Epistemic status: Fairly confident
Here are my thoughts on climate change, with EAs and EA-sympathetic people as the target audience:
1. Expected annual mortality in around 2100 is likely between 200,000 and 2 million.
2. Climate change by itself should not be considered a major near-term global catastrophic, >10% chance of causing >10% of human mortality or existential, non-negligible chance of ending human civilization as we know it, by 2100.
3. The effects of climate change on animal welfare is basically unstudied, and relies on crucial considerations we do not know the answers of.
4. It's rather unlikely that mainline climate change mitigation efforts are more cost-effective for improving quality of life or health outcomes for current living people than mainline global health or development spending.
5. The first 3 of the above points are relatively non-controversial among experts.
6. I consider myself fairly ignorant on this topic, but most educated laymen (including journalists and activists) who talk about climate change a lot on all sides seem even more ignorant than I am.
7. Depending on your moral preferences, other beliefs about the world, and general flexibility, it is probably wise to devote your altruistic energies to working on other cause areas.
8. EAs should be careful about messaging and turning off climate change-focused people, as there is a lot of strategic overlap including a quantitative focus, caring about “big problems” and frequently a longtermist outlook.
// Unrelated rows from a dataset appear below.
//! # Task Registry
//!
//! Static declaration tables for tasks, resources and events. Everything
//! the kernel schedules is declared here before [`Kernel::start_os`]; the
//! index of an entry in its table is its identity.
//!
//! ```ignore
//! static TASKS: [TaskDecl; 2] = [
//!     TaskDecl::new("Idle", Priority(16), idle),
//!     TaskDecl::new("Sampler", Priority(1), sampler),
//! ];
//! static RESOURCES: [ResourceDecl; 1] = [
//!     ResourceDecl::new("Bus", ceiling_of(&[Priority(16), Priority(1)])),
//! ];
//! static REGISTRY: Registry = Registry::new(&TASKS, &RESOURCES, &[]);
//! ```
//!
//! [`Kernel::start_os`]: crate::kernel::Kernel::start_os

use core::fmt;

use crate::config::{MAX_DECLARED_TASKS, MAX_EVENTS, MAX_RESOURCES};
use crate::error::{KernelError, KernelResult};
use crate::task::{Priority, TaskEntry};

/// Index of a task declaration in [`Registry::tasks`].
#[derive(Debug, Clone, Copy, PartialEq, Eq, Hash)]
pub struct DeclId(pub usize);

impl fmt::Display for DeclId {
    fn fmt(&self, f: &mut fmt::Formatter<'_>) -> fmt::Result {
        write!(f, "D{}", self.0)
    }
}

/// A declared task: name, default priority and body.
#[derive(Debug, Clone, Copy)]
pub struct TaskDecl {
    pub name: &'static str,
    pub priority: Priority,
    pub entry: TaskEntry,
}

impl TaskDecl {
    pub const fn new(name: &'static str, priority: Priority, entry: TaskEntry) -> Self {
        Self { name, priority, entry }
    }
}

/// A declared resource and its ceiling priority.
#[derive(Debug, Clone, Copy)]
pub struct ResourceDecl {
    pub name: &'static str,
    pub ceiling: Priority,
}

impl ResourceDecl {
    pub const fn new(name: &'static str, ceiling: Priority) -> Self {
        Self { name, ceiling }
    }
}

/// A declared binary event.
#[derive(Debug, Clone, Copy)]
pub struct EventDecl {
    pub name: &'static str,
}

impl EventDecl {
    pub const fn new(name: &'static str) -> Self {
        Self { name }
    }
}

/// Ceiling of a resource: the most urgent priority among the tasks that
/// may lock it. Usable in `static` declarations.
pub const fn ceiling_of(lockers: &[Priority]) -> Priority {
    let mut ceiling = Priority::LOWEST;
    let mut i = 0;
    while i < lockers.len() {
        ceiling = ceiling.most_urgent(lockers[i]);
        i += 1;
    }
    ceiling
}

/// The three declaration tables consumed by the kernel.
#[derive(Debug, Clone, Copy)]
pub struct Registry {
    pub tasks: &'static [TaskDecl],
    pub resources: &'static [ResourceDecl],
    pub events: &'static [EventDecl],
}

impl Registry {
    pub const fn new(
        tasks: &'static [TaskDecl],
        resources: &'static [ResourceDecl],
        events: &'static [EventDecl],
    ) -> Self {
        Self { tasks, resources, events }
    }

    /// Check that the tables fit the kernel's fixed capacities.
    pub fn validate(&self) -> KernelResult<()> {
        if self.tasks.is_empty()
            || self.tasks.len() > MAX_DECLARED_TASKS
            || self.resources.len() > MAX_RESOURCES
            || self.events.len() > MAX_EVENTS
        {
            return Err(KernelError::TooManyDeclarations);
        }
        Ok(())
    }

    pub fn task(&self, decl: DeclId) -> KernelResult<&'static TaskDecl> {
        self.tasks.get(decl.0).ok_or(KernelError::InvalidTask)
    }

    /// Look up a task declaration by name. Names are diagnostic; this is a
    /// convenience for tooling and demos, never used by the scheduler.
    pub fn find_task(&self, name: &str) -> Option<DeclId> {
        self.tasks.iter().position(|t| t.name == name).map(DeclId)
    }
}

#[cfg(test)]
mod tests {
    use super::*;
    use crate::kernel::Kernel;
    use crate::task::TaskId;

    fn body(_k: &mut Kernel, _id: TaskId) -> KernelResult<()> {
        Ok(())
    }

    static TASKS: [TaskDecl; 2] = [
        TaskDecl::new("A", Priority(3), body),
        TaskDecl::new("B", Priority(7), body),
    ];

    #[test]
    fn test_ceiling_of() {
        const C: Priority = ceiling_of(&[Priority(10), Priority(5), Priority(12)]);
        assert_eq!(C, Priority(5));
        assert_eq!(ceiling_of(&[]), Priority::LOWEST);
    }

    #[test]
    fn test_validate() {
        assert!(Registry::new(&TASKS, &[], &[]).validate().is_ok());
        assert_eq!(
            Registry::new(&[], &[], &[]).validate(),
            Err(KernelError::TooManyDeclarations)
        );

        static MANY_EVENTS: [EventDecl; MAX_EVENTS + 1] = [EventDecl::new("e"); MAX_EVENTS + 1];
        assert_eq!(
            Registry::new(&TASKS, &[], &MANY_EVENTS).validate(),
            Err(KernelError::TooManyDeclarations)
        );
    }

    #[test]
    fn test_lookup() {
        let registry = Registry::new(&TASKS, &[], &[]);
        assert_eq!(registry.find_task("B"), Some(DeclId(1)));
        assert_eq!(registry.find_task("C"), None);
        assert_eq!(registry.task(DeclId(0)).map(|t| t.priority), Ok(Priority(3)));
        assert!(registry.task(DeclId(2)).is_err());
    }
}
Meta: I'm experimenting with a new way to use the EA Forum. Instead of a top-level post explaining everything, I'll just have the eight main points I'm most confident in, and then add a bunch of side points /digressions in the comments, where upvotes/downvotes can help decide whether people end up reading those points.
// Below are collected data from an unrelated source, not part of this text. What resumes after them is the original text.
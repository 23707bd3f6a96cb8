//! # Kernel Errors
//!
//! Every fallible kernel operation returns [`KernelResult`]. A failing
//! operation is a no-op: the ready queue, resource owners and event flags
//! are left exactly as they were.
//!
//! Deadline misses are not errors. They are advisory records returned by
//! [`Kernel::check_deadlines`](crate::kernel::Kernel::check_deadlines).

use core::fmt;

/// Kernel result type
pub type KernelResult<T> = Result<T, KernelError>;

/// Kernel error types
#[derive(Debug, Clone, Copy, PartialEq, Eq)]
pub enum KernelError {
    /// No free control block is left in the task pool.
    PoolExhausted,
    /// The task already has a live activation.
    AlreadyActive,
    /// Unknown task id, or a pool slot that holds no task.
    InvalidTask,
    /// Unknown resource id.
    InvalidResource,
    /// Unknown event id.
    InvalidEvent,
    /// The caller already holds this resource (locks are not reentrant).
    DoubleLock,
    /// The caller does not hold the resource it tried to release.
    NotOwner,
    /// Resources must be released in reverse order of acquisition.
    LockOrderViolation,
    /// The caller would block while still holding resources.
    ResourceHeld,
    /// Periods and deadlines must be at least one tick.
    InvalidPeriod,
    /// The operation acts on the calling task, which is not the running one.
    CallerNotRunning,
    /// `start_os` was already called on this kernel.
    AlreadyStarted,
    /// The kernel is not started, or has been shut down.
    KernelNotRunning,
    /// A declaration table exceeds the configured capacity, or is empty.
    TooManyDeclarations,
}

impl fmt::Display for KernelError {
    fn fmt(&self, f: &mut fmt::Formatter<'_>) -> fmt::Result {
        let msg = match self {
            KernelError::PoolExhausted => "task pool exhausted",
            KernelError::AlreadyActive => "task is already active",
            KernelError::InvalidTask => "invalid task id",
            KernelError::InvalidResource => "invalid resource id",
            KernelError::InvalidEvent => "invalid event id",
            KernelError::DoubleLock => "resource already held by caller",
            KernelError::NotOwner => "caller does not own the resource",
            KernelError::LockOrderViolation => "resources released out of LIFO order",
            KernelError::ResourceHeld => "cannot block while holding resources",
            KernelError::InvalidPeriod => "period and deadline must be nonzero",
            KernelError::CallerNotRunning => "caller is not the running task",
            KernelError::AlreadyStarted => "kernel already started",
            KernelError::KernelNotRunning => "kernel is not running",
            KernelError::TooManyDeclarations => "declaration table does not fit the kernel",
        };
        f.write_str(msg)
    }
}

#[cfg(test)]
mod tests {
    use super::*;

    #[test]
    fn test_display_is_human_readable() {
        extern crate std;
        use std::string::ToString;

        assert_eq!(KernelError::DoubleLock.to_string(), "resource already held by caller");
        assert_eq!(KernelError::KernelNotRunning.to_string(), "kernel is not running");
    }
}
Edit 2019/12/29: I bounded the timeframe of 2100 to points #1 and #2. I still personally believe the original (unbounded) claims, but I think my explicit evidence is too weak and I don't expect debating meta-level arguments to change many people's minds. I appreciate the pushback (public and private) trying to keep me honest.
On 1) not being able to read the full text of the impactlab report, but it seem they just model the link between heat and mortality, but not the impact of heat on crop production causing knock on health problems. E.g. http://dels.nas.edu/resources/static-assets/materials-based-on-reports/booklets/warming_world_final.pdf suggests that each degree of warming would reduce the current crop yields by 5-15%. So for 4 degrees warming (baseline according to https://climateactiontracker.org/global/temperatures/ ), this would be 20-60% of world food supply reduction.
If governments stick to their policies (which they have been notoriously bad at so far) then the reduction would only be 10-30%. I'd expect even a 10% decrease to have massive knock on effects to the nutrition and mortality of the world. I expect that is not included in the impact lab report because it is very hard to have papers that encompass the entire scope of the climate crisis.
Of course there could be a lot of changes to how and where we grow crops to avoid these problems, but making sure that we manage this transition well, so that people in the global south can adopt the appropriate crops for whatever their climate becomes seems like something that could use some detailed analysis. It seems neglected as far as I can tell, there may be simple things we can do to help. It is not mainstream climate change mitigation though, so might fit your bill?